Issue 2: Was Mr. Ahmad’s statement voluntary?
Additional facts related to Mr. Ahmad’s statement
[72] On Friday December 7, 2018, Det. Dompierre called Maestro barber shop and asked to speak to Moodie. The person answering identified himself as Moodie. Det. Dompierre asked him his real name and he replied it was Mahmood Albasrawi. The person stated that Albasrawi was his common name, but that his family name was Ahmad. Det. Dompierre advised Mr. Ahmad that he had reasonable and probable grounds to believe he had committed a sexual assault. He asked Mr. Ahmad to turn himself in, and it was arranged that he would attend the detachment at 7:00 pm on Monday December 10, 2018.
[73] Det. Dompierre testified that Mr. Ahmad did not appear to have any issues with speaking in English during their telephone call. He testified that Mr. Ahmad expressed concerns about the charge and asked him who had accused him and what the facts were. According to Det. Dompierre, Mr. Ahmad’s tone of voice suggested he was concerned. Det. Dompierre testified he told Mr. Ahmad that he had the right to contact a lawyer.
[74] Unlike for Mr. Fadhil, Det. Dompierre acknowledged in cross-examination that he did not have handwritten or duty book notes about his telephone conversation with Mr. Ahmad on December 7th or the subsequent arrest of Mr. Ahmad on December 10th. He recorded the information related to these two events not long after in an Investigative Action (IA) report.
[75] During cross-examination, Det. Dompierre also acknowledged that there was no reference in his IA report that he told Mr. Ahmad he could speak to a lawyer in advance, but that this was his practice over the last nine years. It is clear from reviewing Mr. Ahmad’s interview that Det. Dompierre must have said something about the right to counsel because when Mr. Ahmad attended the interview on December 10th, he told Det. Dompierre that his understanding was that he was not to contact counsel.
[76] Mr. Ahmad attended the detachment as scheduled. Det. Dompierre met him and escorted him to a non-public area and arrested him. At 7:11 pm, Det. Dompierre read Mr. Ahmad his right to counsel and secondary caution from the OPS form which was filed as an exhibit. Det. Riopel was present for the arrest and conducted a pat down search.
[77] Det. Riopel testified that he was also involved in the arrest of Mr. Ahmad and the procedure used was essentially the same as with Mr. Fadhil. Det. Riopel testified that he provided the same types of instructions to Mr. Ahmad for the search as he did to Mr. Fadhil. He testified that Mr.

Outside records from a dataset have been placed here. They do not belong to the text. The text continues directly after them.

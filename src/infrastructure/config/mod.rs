pub mod mercado_pago_config;
pub mod queue_config;

pub use mercado_pago_config::MercadoPagoConfig;
pub use queue_config::QueueConfig;
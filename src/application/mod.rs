pub mod dto;
pub mod payment_service;

pub use dto::{ErrorResponse, PaymentResponse, WebhookAck};
pub use payment_service::PaymentService;
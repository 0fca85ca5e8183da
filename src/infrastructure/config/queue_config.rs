use serde::{Deserialize, Serialize};
use std::sync::Arc;

/// Downstream status queue configuration.
#[derive(Debug, Clone, Serialize, Deserialize)]
pub struct QueueConfig {
    /// HTTP ingress URL of the order-status queue
    pub queue_url: String,
}

impl QueueConfig {
    pub fn from_env() -> Arc<Self> {
        Arc::new(Self {
            queue_url: std::env::var("STATUS_QUEUE_URL").expect("STATUS_QUEUE_URL must be set"),
        })
    }
}
use crate::domain::errors::DomainResult;
use crate::domain::Order;
use async_trait::async_trait;
use serde::{Deserialize, Serialize};

/// QR code issued by the gateway for an order.
///
/// Both fields empty means the gateway declined to issue a code; that is
/// a business outcome, not an error.
#[derive(Debug, Clone, Serialize, Deserialize)]
pub struct QrCodeIssue {
    pub gateway_reference: String,
    pub qr_code: String,
}

impl QrCodeIssue {
    pub fn declined() -> Self {
        Self {
            gateway_reference: String::new(),
            qr_code: String::new(),
        }
    }

    pub fn is_issued(&self) -> bool {
        !self.gateway_reference.is_empty()
    }
}

/// Webhook payload normalized by the gateway adapter.
///
/// An empty `gateway_reference` signals an unparseable payload or a
/// transaction that is not yet final; reconciliation treats it as a no-op.
#[derive(Debug, Clone, Serialize, Deserialize)]
pub struct WebhookNotification {
    pub gateway_reference: String,
    pub raw_status: String,
    pub paid: bool,
}

impl WebhookNotification {
    pub fn empty() -> Self {
        Self {
            gateway_reference: String::new(),
            raw_status: String::new(),
            paid: false,
        }
    }

    pub fn is_empty(&self) -> bool {
        self.gateway_reference.is_empty()
    }
}

/// External payment gateway.
#[async_trait]
pub trait PaymentGatewayPort: Send + Sync {
    /// Request a QR code for the order. Issuance refusal is signalled by an
    /// empty [`QrCodeIssue`]; transport failures propagate as errors.
    async fn issue_qr_code(&self, order: &Order, description: &str) -> DomainResult<QrCodeIssue>;

    /// Parse a raw webhook payload into a normalized notification.
    ///
    /// Never fails: any internal error is converted into the empty
    /// notification, so the webhook boundary can always acknowledge the
    /// gateway. Failures are still logged for monitoring.
    async fn parse_webhook(&self, raw_payload: &str) -> WebhookNotification;
}
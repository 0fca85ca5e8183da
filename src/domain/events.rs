use serde::{Deserialize, Serialize};
use std::fmt;

/// Order-status change event published to the downstream queue.
///
/// Delivery is best-effort and at-least-once; consumers (kitchen,
/// fulfillment) must tolerate duplicates.
#[derive(Debug, Clone, Copy, PartialEq, Eq, Serialize, Deserialize)]
#[serde(rename_all = "SCREAMING_SNAKE_CASE")]
pub enum OrderStatusEvent {
    /// Payment lifecycle started for the order
    OrderSentToPayment,
    /// Payment confirmed, order handed over to the kitchen
    SentToKitchen,
    /// Payment cancelled
    Cancelled,
}

impl fmt::Display for OrderStatusEvent {
    fn fmt(&self, f: &mut fmt::Formatter<'_>) -> fmt::Result {
        match self {
            OrderStatusEvent::OrderSentToPayment => write!(f, "ORDER_SENT_TO_PAYMENT"),
            OrderStatusEvent::SentToKitchen => write!(f, "SENT_TO_KITCHEN"),
            OrderStatusEvent::Cancelled => write!(f, "CANCELLED"),
        }
    }
}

Ahmad had no issue understanding and following those instructions. However, Det. Riopel did acknowledge he would have likely been gesturing with his hands as gave the instructions.
[78] Det. Riopel testified that he could not recall which language he spoke to with Mr. Ahmad or Mr. Fadhil, but that he would have spoken to them in the same language that Det. Dompierre used and it would have been either English or French.
[79] Following the arrest and search, Mr. Ahmad was taken to the interview room where he was interviewed by Det. Dompierre. Det. Riopel went into the monitoring room. Det. Riopel testified that he did not make any threats, promises, or inducements and his physical contact with Mr. Ahmad was limited to the search.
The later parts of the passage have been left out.